And there is many more, BGP nowadays is being used everywhere and often for other goals as it was designed, anyway if you want to learn more I would suggest to visiting following links :

http://packetpushers.net/podcast/podcasts/show-355-whats-wrong-bgp-ietf-99/

http://thenetworkcollective.com/2017/09/hon-li-bgp/

https://www.cbtnuggets.com/it-training/cisco-ccip-bgp-642-661

 

Finite State Machines (FSM)

Great approach of understanding how the protocol or program should work is to check it’s FSM – Finite State machine.

It describes the processes of protocol, where it starts and how and where it ends.

STATE 1 -> STATE2 -> STATE3.

For example we can check the TCP FSM :

tcpfsm

Picture taken from http://www.tcpipguide.com/free/t_TCPOperationalOverviewandtheTCPFiniteStateMachineF-2.htm 

In picture above we can see the procedure of syn, synack, ack. Also we can see how connection is being closed using Fin or timeouts.
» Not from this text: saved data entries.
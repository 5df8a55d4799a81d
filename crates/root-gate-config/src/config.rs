// crates/root-gate-config/src/config.rs
// ============================================================================
// Module: Root Gate Configuration
// Description: Configuration loading and validation for Root Gate.
// Purpose: Provide strict, fail-closed config parsing with hard limits.
// Dependencies: root-gate-core, root-gate-store-sqlite, serde, toml
// ============================================================================

//! ## Overview
//! Configuration is loaded from a TOML file with strict size and path limits.
//! Missing or invalid configuration fails closed: a broker never starts with a
//! malformed self identity, an unusable store path, or an ambiguous package
//! table.
//! Security posture: config inputs are untrusted.

// ============================================================================
// SECTION: Imports
// ============================================================================

use std::collections::BTreeSet;
use std::env;
use std::fs;
use std::path::Path;
use std::path::PathBuf;

use root_gate_core::AutoResponse;
use root_gate_core::PackageName;
use root_gate_core::PackageRecord;
use root_gate_core::Uid;
use root_gate_store_sqlite::SqliteStoreConfig;
use root_gate_store_sqlite::SqliteStoreMode;
use root_gate_store_sqlite::SqliteSyncMode;
use serde::Deserialize;
use thiserror::Error;

// ============================================================================
// SECTION: Constants
// ============================================================================

/// Default configuration filename when no path is specified.
const DEFAULT_CONFIG_NAME: &str = "root-gate.toml";
/// Environment variable used to override the config path.
pub const CONFIG_ENV_VAR: &str = "ROOT_GATE_CONFIG";
/// Maximum configuration file size in bytes.
pub(crate) const MAX_CONFIG_FILE_SIZE: usize = 1024 * 1024;
/// Maximum length of a single path component.
pub(crate) const MAX_PATH_COMPONENT_LENGTH: usize = 255;
/// Maximum total path length.
pub(crate) const MAX_TOTAL_PATH_LENGTH: usize = 4096;
/// Maximum number of static package entries.
pub(crate) const MAX_PACKAGE_ENTRIES: usize = 4096;
/// Default `SQLite` busy timeout in milliseconds.
const DEFAULT_STORE_BUSY_TIMEOUT_MS: u64 = 5_000;

// ============================================================================
// SECTION: Configuration Types
// ============================================================================

/// Root Gate configuration.
#[derive(Debug, Clone, Deserialize)]
pub struct RootGateConfig {
    /// Broker configuration.
    pub broker: BrokerSection,
    /// Policy store configuration.
    #[serde(default)]
    pub store: StoreConfig,
    /// Audit sink configuration.
    #[serde(default)]
    pub audit: AuditConfig,
    /// Static package table.
    #[serde(default)]
    pub packages: Vec<PackageEntry>,
}

impl RootGateConfig {
    /// Loads configuration from disk using the default resolution rules.
    ///
    /// Resolution order: explicit `path`, then [`CONFIG_ENV_VAR`], then
    /// `root-gate.toml` in the working directory.
    ///
    /// # Errors
    ///
    /// Returns [`ConfigError`] when loading or validation fails.
    pub fn load(path: Option<&Path>) -> Result<Self, ConfigError> {
        let resolved = resolve_path(path)?;
        validate_path(&resolved)?;
        let bytes = fs::read(&resolved).map_err(|err| ConfigError::Io(err.to_string()))?;
        if bytes.len() > MAX_CONFIG_FILE_SIZE {
            return Err(ConfigError::Invalid("config file exceeds size limit".to_string()));
        }
        let content = std::str::from_utf8(&bytes)
            .map_err(|_| ConfigError::Invalid("config file must be utf-8".to_string()))?;
        Self::from_toml(content)
    }

    /// Parses and validates configuration from TOML text.
    ///
    /// # Errors
    ///
    /// Returns [`ConfigError`] when parsing or validation fails.
    pub fn from_toml(content: &str) -> Result<Self, ConfigError> {
        if content.len() > MAX_CONFIG_FILE_SIZE {
            return Err(ConfigError::Invalid("config file exceeds size limit".to_string()));
        }
        let config: Self =
            toml::from_str(content).map_err(|err| ConfigError::Parse(err.to_string()))?;
        config.validate()?;
        Ok(config)
    }

    /// Validates the configuration for internal consistency.
    ///
    /// # Errors
    ///
    /// Returns [`ConfigError`] when configuration is invalid.
    pub fn validate(&self) -> Result<(), ConfigError> {
        self.broker.validate()?;
        self.store.validate()?;
        self.audit.validate()?;
        validate_packages(&self.packages)
    }

    /// Returns the static package table as core records.
    ///
    /// # Errors
    ///
    /// Returns [`ConfigError`] when an entry fails validation.
    pub fn package_records(&self) -> Result<Vec<PackageRecord>, ConfigError> {
        self.packages.iter().map(PackageEntry::to_record).collect()
    }
}

// ============================================================================
// SECTION: Broker Section
// ============================================================================

/// Broker behavior configuration.
#[derive(Debug, Clone, Deserialize)]
pub struct BrokerSection {
    /// Package identity of the broker application itself.
    pub self_package: String,
    /// Standing auto-response consulted before prompting.
    #[serde(default)]
    pub auto_response: AutoResponse,
    /// Reject decision channels that are not named pipes.
    #[serde(default = "default_require_fifo")]
    pub require_fifo: bool,
}

impl BrokerSection {
    /// Validates broker configuration.
    fn validate(&self) -> Result<(), ConfigError> {
        self.self_package_name().map(|_| ())
    }

    /// Returns the parsed self package name.
    ///
    /// # Errors
    ///
    /// Returns [`ConfigError`] when the name is malformed.
    pub fn self_package_name(&self) -> Result<PackageName, ConfigError> {
        PackageName::parse(&self.self_package)
            .map_err(|err| ConfigError::Invalid(format!("broker.self_package: {err}")))
    }
}

/// Returns the default FIFO requirement.
const fn default_require_fifo() -> bool {
    true
}

// ============================================================================
// SECTION: Store Section
// ============================================================================

/// Policy store backend type.
#[derive(Debug, Clone, Copy, PartialEq, Eq, Deserialize, Default)]
#[serde(rename_all = "snake_case")]
pub enum StoreType {
    /// Use the in-memory store (decisions are lost on exit).
    #[default]
    Memory,
    /// Use `SQLite`-backed durable store.
    Sqlite,
}

/// Policy store configuration.
#[derive(Debug, Clone, Deserialize)]
pub struct StoreConfig {
    /// Store backend type.
    #[serde(rename = "type", default)]
    pub store_type: StoreType,
    /// `SQLite` database path when using the sqlite backend.
    #[serde(default)]
    pub path: Option<PathBuf>,
    /// Busy timeout in milliseconds.
    #[serde(default = "default_store_busy_timeout_ms")]
    pub busy_timeout_ms: u64,
    /// `SQLite` journal mode.
    #[serde(default)]
    pub journal_mode: SqliteStoreMode,
    /// `SQLite` synchronous mode.
    #[serde(default)]
    pub sync_mode: SqliteSyncMode,
}

impl Default for StoreConfig {
    fn default() -> Self {
        Self {
            store_type: StoreType::default(),
            path: None,
            busy_timeout_ms: default_store_busy_timeout_ms(),
            journal_mode: SqliteStoreMode::default(),
            sync_mode: SqliteSyncMode::default(),
        }
    }
}

impl StoreConfig {
    /// Validates store configuration.
    fn validate(&self) -> Result<(), ConfigError> {
        match self.store_type {
            StoreType::Memory => {
                if self.path.is_some() {
                    return Err(ConfigError::Invalid("memory store must not set path".to_string()));
                }
                Ok(())
            }
            StoreType::Sqlite => {
                let path = self.path.as_ref().ok_or_else(|| {
                    ConfigError::Invalid("sqlite store requires path".to_string())
                })?;
                validate_path_string("store.path", &path.to_string_lossy())?;
                if self.busy_timeout_ms == 0 {
                    return Err(ConfigError::Invalid(
                        "store.busy_timeout_ms must be greater than zero".to_string(),
                    ));
                }
                Ok(())
            }
        }
    }

    /// Returns the `SQLite` store configuration when the sqlite backend is
    /// selected.
    #[must_use]
    pub fn sqlite_config(&self) -> Option<SqliteStoreConfig> {
        match (self.store_type, &self.path) {
            (StoreType::Sqlite, Some(path)) => Some(SqliteStoreConfig {
                path: path.clone(),
                busy_timeout_ms: self.busy_timeout_ms,
                journal_mode: self.journal_mode,
                sync_mode: self.sync_mode,
            }),
            _ => None,
        }
    }
}

/// Returns the default store busy timeout.
const fn default_store_busy_timeout_ms() -> u64 {
    DEFAULT_STORE_BUSY_TIMEOUT_MS
}

// ============================================================================
// SECTION: Audit Section
// ============================================================================

/// Audit sink type.
#[derive(Debug, Clone, Copy, PartialEq, Eq, Deserialize, Default)]
#[serde(rename_all = "snake_case")]
pub enum AuditSinkType {
    /// JSON lines on stderr.
    #[default]
    Stderr,
    /// JSON lines appended to a file.
    File,
    /// Discard audit events.
    None,
}

/// Audit sink configuration.
#[derive(Debug, Clone, Default, Deserialize)]
pub struct AuditConfig {
    /// Sink type.
    #[serde(default)]
    pub sink: AuditSinkType,
    /// Log path for the file sink.
    #[serde(default)]
    pub path: Option<PathBuf>,
}

impl AuditConfig {
    /// Validates audit configuration.
    fn validate(&self) -> Result<(), ConfigError> {
        match (self.sink, &self.path) {
            (AuditSinkType::File, Some(path)) => {
                validate_path_string("audit.path", &path.to_string_lossy())
            }
            (AuditSinkType::File, None) => {
                Err(ConfigError::Invalid("file audit sink requires path".to_string()))
            }
            (AuditSinkType::Stderr | AuditSinkType::None, Some(_)) => Err(ConfigError::Invalid(
                "audit.path is only valid for the file sink".to_string(),
            )),
            (AuditSinkType::Stderr | AuditSinkType::None, None) => Ok(()),
        }
    }
}

// ============================================================================
// SECTION: Package Table
// ============================================================================

/// Static package table entry.
#[derive(Debug, Clone, PartialEq, Eq, Deserialize)]
pub struct PackageEntry {
    /// Uid the package runs as.
    pub uid: u32,
    /// Package name.
    pub package_name: String,
    /// Shared user group, when the uid is shared.
    #[serde(default)]
    pub shared_user_id: Option<String>,
    /// Human-readable version.
    #[serde(default)]
    pub version_name: Option<String>,
}

impl PackageEntry {
    /// Converts the entry into a validated core record.
    fn to_record(&self) -> Result<PackageRecord, ConfigError> {
        let package_name = PackageName::parse(&self.package_name).map_err(|err| {
            ConfigError::Invalid(format!("packages[{}].package_name: {err}", self.uid))
        })?;
        if let Some(shared) = &self.shared_user_id {
            PackageName::parse(shared).map_err(|err| {
                ConfigError::Invalid(format!("packages[{}].shared_user_id: {err}", self.uid))
            })?;
        }
        Ok(PackageRecord {
            uid: Uid::new(self.uid),
            package_name,
            shared_user_id: self.shared_user_id.clone(),
            version_name: self.version_name.clone(),
        })
    }
}

/// Validates the package table.
fn validate_packages(packages: &[PackageEntry]) -> Result<(), ConfigError> {
    if packages.len() > MAX_PACKAGE_ENTRIES {
        return Err(ConfigError::Invalid(format!(
            "packages exceeds {MAX_PACKAGE_ENTRIES} entries"
        )));
    }
    let mut seen = BTreeSet::new();
    for entry in packages {
        entry.to_record()?;
        if !seen.insert((entry.uid, entry.package_name.as_str())) {
            return Err(ConfigError::Invalid(format!(
                "duplicate package entry {} for uid {}",
                entry.package_name, entry.uid
            )));
        }
    }
    Ok(())
}

// ============================================================================
// SECTION: Errors
// ============================================================================

/// Configuration loading or validation errors.
#[derive(Debug, Error)]
pub enum ConfigError {
    /// I/O failure while reading configuration.
    #[error("config io error: {0}")]
    Io(String),
    /// TOML parsing error.
    #[error("config parse error: {0}")]
    Parse(String),
    /// Invalid configuration data.
    #[error("invalid config: {0}")]
    Invalid(String),
}

// ============================================================================
// SECTION: Helpers
// ============================================================================

/// Resolves the config path from CLI or environment defaults.
fn resolve_path(path: Option<&Path>) -> Result<PathBuf, ConfigError> {
    if let Some(path) = path {
        return Ok(path.to_path_buf());
    }
    if let Ok(env_path) = env::var(CONFIG_ENV_VAR) {
        if env_path.len() > MAX_TOTAL_PATH_LENGTH {
            return Err(ConfigError::Invalid("config path exceeds max length".to_string()));
        }
        return Ok(PathBuf::from(env_path));
    }
    Ok(PathBuf::from(DEFAULT_CONFIG_NAME))
}

/// Validates the resolved path against security limits.
fn validate_path(path: &Path) -> Result<(), ConfigError> {
    let text = path.to_string_lossy();
    if text.len() > MAX_TOTAL_PATH_LENGTH {
        return Err(ConfigError::Invalid("config path exceeds max length".to_string()));
    }
    for component in path.components() {
        let value = component.as_os_str().to_string_lossy();
        if value.len() > MAX_PATH_COMPONENT_LENGTH {
            return Err(ConfigError::Invalid("config path component too long".to_string()));
        }
    }
    Ok(())
}

/// Validates a path string against length constraints.
fn validate_path_string(field: &str, value: &str) -> Result<(), ConfigError> {
    let trimmed = value.trim();
    if trimmed.is_empty() {
        return Err(ConfigError::Invalid(format!("{field} must be non-empty")));
    }
    if trimmed.len() > MAX_TOTAL_PATH_LENGTH {
        return Err(ConfigError::Invalid(format!("{field} exceeds max length")));
    }
    let path = Path::new(trimmed);
    for component in path.components() {
        let component_value = component.as_os_str().to_string_lossy();
        if component_value.len() > MAX_PATH_COMPONENT_LENGTH {
            return Err(ConfigError::Invalid(format!("{field} path component too long")));
        }
    }
    Ok(())
}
By following link below you can find an overview of RSTP state machine :

http://www.ieee802.org/1/files/public/docs2000/1wProposedStateDiagrams041.pdf

ARP – Address Resolution Protocol

ARP resolves the mapping issue between two different size protocols.

It allows to MAP an IP(32 bit) and MAC(48 bit) together.

How does it work in a nutshell :

Let’s assume that we have two hosts on different networks – A and B, we want them to communicate with each other, what will happen when host A will try reaching the host B for the first time (arp cache empty) :

  1. As we can determine by ip and subnet mask combination that host B is on another network , Host A will send a broadcast packet which will contain the following fields :
  • HW : 1 (Ethernet)
  • Protocol : 0x0800 IP
  • HW length : (6) 48 bit
  • Protocol length : (4) 32-bit
  • OPCode : 1 (Request)
  • H/W Source : aa:aa:aa:aa:aa:aa – MAC of host A
  • Protocol source : 192.168.0.2 – IP of host A
  • HW Dest – ff:ff:ff:ff:ff:ff – MAC of broadcast address
  • Protocol dest 192.168.0.1 – ip of gateway 

Gateway will respond with ARP reply

  • HW : 1 (Ethernet)
  • Proocol : 0x0800 IP
  • HW length : 6 48 bit
  • Protocol length : (4) 32-bit
  • OPCode : 2 (Reply)
  • H/W Source : gg:gg:gg:gg:gg:gg – Gateways MAC 
  • Protocol source : 192.168.0.1 – IP of gateway
  • HW Dest – : aa:aa:aa:aa:aa:aa
  • Protocol dest : 192.168.0.2 – IP of host A

The same will happen from other side – if gateway has no ARP entry for host B it will broadcast the ARP request to same broadcast domain(let’s assume we are using only one router) it will get a response from the host and will save its address to arp cache.

After request reply exchange we will have the gateway in our arp-cache now we can send the packets to B using the gateway.

  1. Host A will send a packet to default gateway with destination MAC of default gateway and destination IP of host B.
  2. Before sending the packet further gateway will change the source MAC to its own, destination IP will be left the same.
  3. Host B will reply, MAC of gateway will be the dest MAC, and ip of host A will be dest IP.

We need not to forget about :

Gratuitous ARP – in case if machine is changing it’s MAC or services are being moved, we can have a wrong data cached in ARP caches of devices, to update it machine can send gratuitous arp requests.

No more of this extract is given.